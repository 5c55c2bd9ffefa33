//! Quality discovery handler.

use super::QualitiesQuery;
use crate::api::AppState;
use axum::{
    Json,
    extract::{Query, State},
    http::StatusCode,
    response::{IntoResponse, Response},
};
use serde_json::json;

/// GET /get_available_qualities - List available resolutions for a URL
#[utoipa::path(
    get,
    path = "/get_available_qualities",
    tag = "discovery",
    params(
        ("url" = String, Query, description = "Media URL to inspect")
    ),
    responses(
        (status = 200, description = "Distinct resolutions, ascending", body = super::QualitiesResponse),
        (status = 400, description = "url missing"),
        (status = 500, description = "Engine could not resolve the URL")
    )
)]
pub async fn get_available_qualities(
    State(state): State<AppState>,
    Query(query): Query<QualitiesQuery>,
) -> Response {
    let Some(url) = query.url.filter(|u| !u.trim().is_empty()) else {
        return (
            StatusCode::BAD_REQUEST,
            Json(json!({"error": "URL is required"})),
        )
            .into_response();
    };

    match state.downloader.list_qualities(&url).await {
        Ok(qualities) => (StatusCode::OK, Json(json!({"qualities": qualities}))).into_response(),
        Err(e) => {
            tracing::error!(url = %url, error = %e, "Quality discovery failed");
            (
                StatusCode::INTERNAL_SERVER_ERROR,
                Json(json!({"error": "Failed to fetch qualities"})),
            )
                .into_response()
        }
    }
}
★ ★ ★
For this task, retype the material exactly, line for line.

repository 5c55c2bd9ffefa33
//! Quality discovery handler.

use super::QualitiesQuery;
use crate::api::AppState;
use axum::{
    Json,
    extract::{Query, State},
    http::StatusCode,
    response::{IntoResponse, Response},
};
use serde_json::json;

/// GET /get_available_qualities - List available resolutions for a URL
#[utoipa::path(
    get,
    path = "/get_available_qualities",
    tag = "discovery",
    params(
        ("url" = String, Query, description = "Media URL to inspect")
    ),
    responses(
        (status = 200, description = "Distinct resolutions, ascending", body = super::QualitiesResponse),
        (status = 400, description = "url missing"),
        (status = 500, description = "Engine could not resolve the URL")
    )
)]
pub async fn get_available_qualities(
    State(state): State<AppState>,
    Query(query): Query<QualitiesQuery>,
) -> Response {
    let Some(url) = query.url.filter(|u| !u.trim().is_empty()) else {
        return (
            StatusCode::BAD_REQUEST,
            Json(json!({"error": "URL is required"})),
        )
            .into_response();
    };

    match state.downloader.list_qualities(&url).await {
        Ok(qualities) => (StatusCode::OK, Json(json!({"qualities": qualities}))).into_response(),
        Err(e) => {
            tracing::error!(url = %url, error = %e, "Quality discovery failed");
            (
                StatusCode::INTERNAL_SERVER_ERROR,
                Json(json!({"error": "Failed to fetch qualities"})),
            )
                .into_response()
        }
    }
}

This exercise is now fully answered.